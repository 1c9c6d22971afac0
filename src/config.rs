//! Runtime configuration
//!
//! Loaded once at startup from a TOML file named `config` (or `config.toml`) and
//! handed to the components that need it. Search order is the working
//! directory, then the directory named by `BLOOM_CONFIG`. A missing file falls back to defaults; a file that exists but
//! cannot be read or parsed is an error.

use crate::error::{IngestError, Result};
use serde::{Deserialize, Serialize};
use std::path::{Path, PathBuf};
use tracing::{debug, info};

/// Tried in order inside each search directory.
pub const CONFIG_FILE_NAMES: [&str; 2] = ["config", "config.toml"];
pub const CONFIG_PATH_ENV: &str = "BLOOM_CONFIG";
pub const DEFAULT_SQL_CONN_STR: &str = "postgres://localhost/workspace?sslmode=disable";

#[derive(Clone, Debug, Serialize, Deserialize, PartialEq, Eq)]
pub struct Config {
    #[serde(rename = "sqlConnStr", default = "default_sql_conn_str")]
    pub sql_conn_str: String,

    #[serde(rename = "searchHosts", default)]
    pub search_hosts: Vec<String>,
}

fn default_sql_conn_str() -> String {
    DEFAULT_SQL_CONN_STR.to_string()
}

impl Default for Config {
    fn default() -> Self {
        Self {
            sql_conn_str: default_sql_conn_str(),
            search_hosts: Vec::new(),
        }
    }
}

impl Config {
    /// Load from the default search locations.
    pub fn load() -> Result<Self> {
        let extra = std::env::var(CONFIG_PATH_ENV)
            .ok()
            .filter(|p| !p.is_empty())
            .map(PathBuf::from);
        Self::load_from(&Self::search_paths(extra))
    }

    pub fn search_paths(extra: Option<PathBuf>) -> Vec<PathBuf> {
        let mut paths = vec![PathBuf::from(".")];
        paths.extend(extra);
        paths
    }

    /// Load the first config file found in `dirs`, or defaults if none exists.
    pub fn load_from(dirs: &[PathBuf]) -> Result<Self> {
        for dir in dirs {
            for name in CONFIG_FILE_NAMES {
                let candidate = dir.join(name);
                if candidate.is_file() {
                    info!("Loading configuration from {}", candidate.display());
                    return Self::from_file(&candidate);
                }
                debug!("No configuration at {}", candidate.display());
            }
        }

        debug!("No configuration file found, using defaults");
        Ok(Self::default())
    }

    pub fn from_file(path: &Path) -> Result<Self> {
        let content = std::fs::read_to_string(path).map_err(|e| {
            IngestError::Config(format!("Failed to read {}: {}", path.display(), e))
        })?;
        Self::from_toml_str(&content)
            .map_err(|e| IngestError::Config(format!("{}: {}", path.display(), e)))
    }

    pub fn from_toml_str(content: &str) -> std::result::Result<Self, toml::de::Error> {
        toml::from_str(content)
    }
}

#[cfg(test)]
mod tests {
    use super::*;
    use tempfile::TempDir;

    #[test]
    fn test_defaults_when_no_file() {
        let dir = TempDir::new().unwrap();
        let config = Config::load_from(&[dir.path().to_path_buf()]).unwrap();
        assert_eq!(config, Config::default());
        assert_eq!(config.sql_conn_str, DEFAULT_SQL_CONN_STR);
        assert!(config.search_hosts.is_empty());
    }

    #[test]
    fn test_first_location_wins() {
        let first = TempDir::new().unwrap();
        let second = TempDir::new().unwrap();
        std::fs::write(
            first.path().join("config.toml"),
            "sqlConnStr = \"sqlite::memory:\"\n",
        )
        .unwrap();
        std::fs::write(
            second.path().join("config.toml"),
            "sqlConnStr = \"postgres://elsewhere/db\"\nsearchHosts = [\"es1:9200\"]\n",
        )
        .unwrap();

        let config = Config::load_from(&[
            first.path().to_path_buf(),
            second.path().to_path_buf(),
        ])
        .unwrap();
        assert_eq!(config.sql_conn_str, "sqlite::memory:");
        assert!(config.search_hosts.is_empty());
    }

    #[test]
    fn test_extensionless_config_file() {
        let dir = TempDir::new().unwrap();
        std::fs::write(dir.path().join("config"), "sqlConnStr = \"sqlite::memory:\"\n").unwrap();

        let config = Config::load_from(&[dir.path().to_path_buf()]).unwrap();
        assert_eq!(config.sql_conn_str, "sqlite::memory:");
    }

    #[test]
    fn test_extensionless_name_is_tried_first() {
        let dir = TempDir::new().unwrap();
        std::fs::write(dir.path().join("config"), "sqlConnStr = \"sqlite:bare.db\"\n").unwrap();
        std::fs::write(
            dir.path().join("config.toml"),
            "sqlConnStr = \"sqlite:suffixed.db\"\n",
        )
        .unwrap();

        let config = Config::load_from(&[dir.path().to_path_buf()]).unwrap();
        assert_eq!(config.sql_conn_str, "sqlite:bare.db");
    }

    #[test]
    fn test_falls_through_to_extra_location() {
        let empty = TempDir::new().unwrap();
        let extra = TempDir::new().unwrap();
        std::fs::write(
            extra.path().join("config.toml"),
            "searchHosts = [\"es1:9200\", \"es2:9200\"]\n",
        )
        .unwrap();

        let config = Config::load_from(&[
            empty.path().to_path_buf(),
            extra.path().to_path_buf(),
        ])
        .unwrap();
        assert_eq!(config.sql_conn_str, DEFAULT_SQL_CONN_STR);
        assert_eq!(config.search_hosts, vec!["es1:9200", "es2:9200"]);
    }

    #[test]
    fn test_malformed_file_is_reported() {
        let dir = TempDir::new().unwrap();
        std::fs::write(dir.path().join("config.toml"), "sqlConnStr = [not toml").unwrap();

        let err = Config::load_from(&[dir.path().to_path_buf()]).unwrap_err();
        assert!(matches!(err, IngestError::Config(_)));
    }

    #[test]
    fn test_search_paths_order() {
        let paths = Config::search_paths(Some(PathBuf::from("/etc/bloom")));
        assert_eq!(paths, vec![PathBuf::from("."), PathBuf::from("/etc/bloom")]);
        assert_eq!(Config::search_paths(None), vec![PathBuf::from(".")]);
    }
}
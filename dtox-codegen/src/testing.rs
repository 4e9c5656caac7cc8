//! Test utilities for export targets.
//!
//! This module is only available when the `testing` feature is enabled
//! or during tests.

use dtox_core::lowercase_first;
use dtox_ir::{Category, ClassDecl, DefaultValue, FieldDecl};

use crate::{
    mapping::TargetProfile,
    render::{RenderContext, RenderError, TemplateSet},
    report::Reporter,
    target::ExportTarget,
};

fn list(element: &str) -> String {
    format!("{}[]", element)
}

fn nullable(ty: &str) -> String {
    format!("{} | null", ty)
}

/// A small TypeScript-like profile.
pub const TEST_PROFILE: TargetProfile = TargetProfile {
    primitives: &[
        ("string", "string"),
        ("int", "number"),
        ("float", "number"),
        ("bool", "boolean"),
    ],
    temporal: "Date",
    any: "any",
    entity_reference: "string",
    list,
    nullable,
    nullable_elements: false,
};

fn describe(ctx: &RenderContext<'_>) -> Result<String, RenderError> {
    Ok(format!("{} {}\n", ctx.class.category, ctx.class.class_path))
}

/// A target whose templates write `<category> <class path>`.
pub fn test_target() -> ExportTarget {
    ExportTarget {
        name: "test",
        aliases: &[],
        extension: "ts",
        requires_project_name: false,
        profile: TEST_PROFILE,
        file_naming: lowercase_first,
        templates: TemplateSet::new("test", "ts")
            .with(Category::Standard, describe)
            .with(Category::Input, describe)
            .with(Category::Output, describe),
    }
}

/// One class of each category under the default `App.DTO` root.
pub fn sample_registry() -> Vec<ClassDecl> {
    vec![
        ClassDecl::new("App.DTO.User")
            .field(FieldDecl::new("name", "string"))
            .field(FieldDecl::new("email", "string").nullable()),
        ClassDecl::new("App.DTO.Billing.Input.CreateInvoiceInput")
            .field(FieldDecl::new("amount", "float"))
            .field(
                FieldDecl::new("currency", "string")
                    .default_value(DefaultValue::String("EUR".into())),
            )
            .field(FieldDecl::new("customer", "App.DTO.User")),
        ClassDecl::new("App.DTO.Billing.Output.InvoiceOutput")
            .field(FieldDecl::new("id", "App.Entity.Invoice"))
            .field(FieldDecl::new("lines", "array").list_of("string")),
    ]
}

/// Records every reported step.
#[derive(Debug, Default)]
pub struct RecordingReporter {
    pub steps: Vec<(usize, usize, String)>,
}

impl Reporter for RecordingReporter {
    fn step(&mut self, current: usize, total: usize, message: &str) {
        self.steps.push((current, total, message.to_string()));
    }
}
//! Class path to generated module path mapping.

use dtox_core::relative_module_path;
use dtox_ir::Namespaces;

/// Maps class paths to module paths of the generated files.
///
/// The root namespace is stripped and segments are joined with `/`. Only the
/// basename goes through the target's file naming; directory segments keep
/// their case.
#[derive(Debug, Clone, Copy)]
pub struct PathMapper<'a> {
    namespaces: &'a Namespaces,
    naming: fn(&str) -> String,
}

impl<'a> PathMapper<'a> {
    pub fn new(namespaces: &'a Namespaces, naming: fn(&str) -> String) -> Self {
        Self { namespaces, naming }
    }

    /// Module path segments of a class, with the basename renamed.
    pub fn module_segments(&self, class_path: &str) -> Vec<String> {
        let mut segments: Vec<String> = self
            .namespaces
            .strip_root(class_path)
            .into_iter()
            .map(String::from)
            .collect();
        if let Some(last) = segments.last_mut() {
            *last = (self.naming)(last);
        }
        segments
    }

    /// Module path of a class, without extension.
    ///
    /// ```
    /// use dtox_codegen::mapping::PathMapper;
    /// use dtox_core::to_snake_case;
    /// use dtox_ir::Namespaces;
    ///
    /// let ns = Namespaces::default();
    /// let paths = PathMapper::new(&ns, to_snake_case);
    /// assert_eq!(paths.map_path("App.DTO.Billing.Input.CreateInvoice"), "Billing/Input/create_invoice");
    /// ```
    pub fn map_path(&self, class_path: &str) -> String {
        self.module_segments(class_path).join("/")
    }

    /// Relative module specifier from the file of `from` to the file of `to`.
    pub fn relative_import(&self, from: &str, to: &str) -> String {
        let from = self.module_segments(from);
        let from_dir = &from[..from.len().saturating_sub(1)];
        relative_module_path(from_dir, &self.module_segments(to))
    }
}

#[cfg(test)]
mod tests {
    use dtox_core::{lowercase_first, to_snake_case};
    use proptest::prelude::*;

    use super::*;

    #[test]
    fn test_map_path_standard() {
        let ns = Namespaces::default();
        let paths = PathMapper::new(&ns, lowercase_first);
        assert_eq!(paths.map_path("App.DTO.User"), "user");
        assert_eq!(paths.map_path("App\\DTO\\UserProfile"), "userProfile");
    }

    #[test]
    fn test_map_path_keeps_directories() {
        let ns = Namespaces::new("Domain", "Domain.Entity");
        let paths = PathMapper::new(&ns, lowercase_first);
        assert_eq!(
            paths.map_path("Domain.Billing.Input.CreateInvoice"),
            "Billing/Input/createInvoice"
        );
    }

    #[test]
    fn test_relative_import() {
        let ns = Namespaces::default();
        let paths = PathMapper::new(&ns, lowercase_first);

        assert_eq!(paths.relative_import("App.DTO.Team", "App.DTO.User"), "./user");
        assert_eq!(
            paths.relative_import("App.DTO.Billing.Input.CreateInvoiceInput", "App.DTO.User"),
            "../../user"
        );
        assert_eq!(
            paths.relative_import(
                "App.DTO.Billing.Output.InvoiceOutput",
                "App.DTO.Billing.Input.LineInput"
            ),
            "../Input/lineInput"
        );
    }

    proptest! {
        #[test]
        fn prop_map_path_strips_root_and_renames_basename(
            segments in prop::collection::vec("[A-Z][a-zA-Z]{0,8}", 1..5),
        ) {
            let ns = Namespaces::default();
            let paths = PathMapper::new(&ns, lowercase_first);
            let class_path = format!("App.DTO.{}", segments.join("."));
            let mapped = paths.map_path(&class_path);

            let mut expected = segments.clone();
            if let Some(last) = expected.last_mut() {
                *last = lowercase_first(last);
            }
            prop_assert_eq!(mapped, expected.join("/"));
        }

        #[test]
        fn prop_snake_case_map_path_keeps_segment_count(
            segments in prop::collection::vec("[A-Z][a-zA-Z]{0,8}", 1..5),
        ) {
            let ns = Namespaces::default();
            let paths = PathMapper::new(&ns, to_snake_case);
            let class_path = format!("App.DTO.{}", segments.join("."));
            let mapped = paths.map_path(&class_path);

            let parts: Vec<_> = mapped.split('/').collect();
            prop_assert_eq!(parts.len(), segments.len());
            let (file, dirs) = parts.split_last().unwrap();
            prop_assert_eq!(dirs, &segments[..segments.len() - 1]);
            let want = to_snake_case(&segments[segments.len() - 1]);
            prop_assert_eq!(*file, want.as_str());
        }
    }
}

────────────────

TO DO -> Return every line of the records in which the word "expected" is found.

ANSWER SECTION ->
            let mut expected = segments.clone();
            if let Some(last) = expected.last_mut() {
            prop_assert_eq!(mapped, expected.join("/"));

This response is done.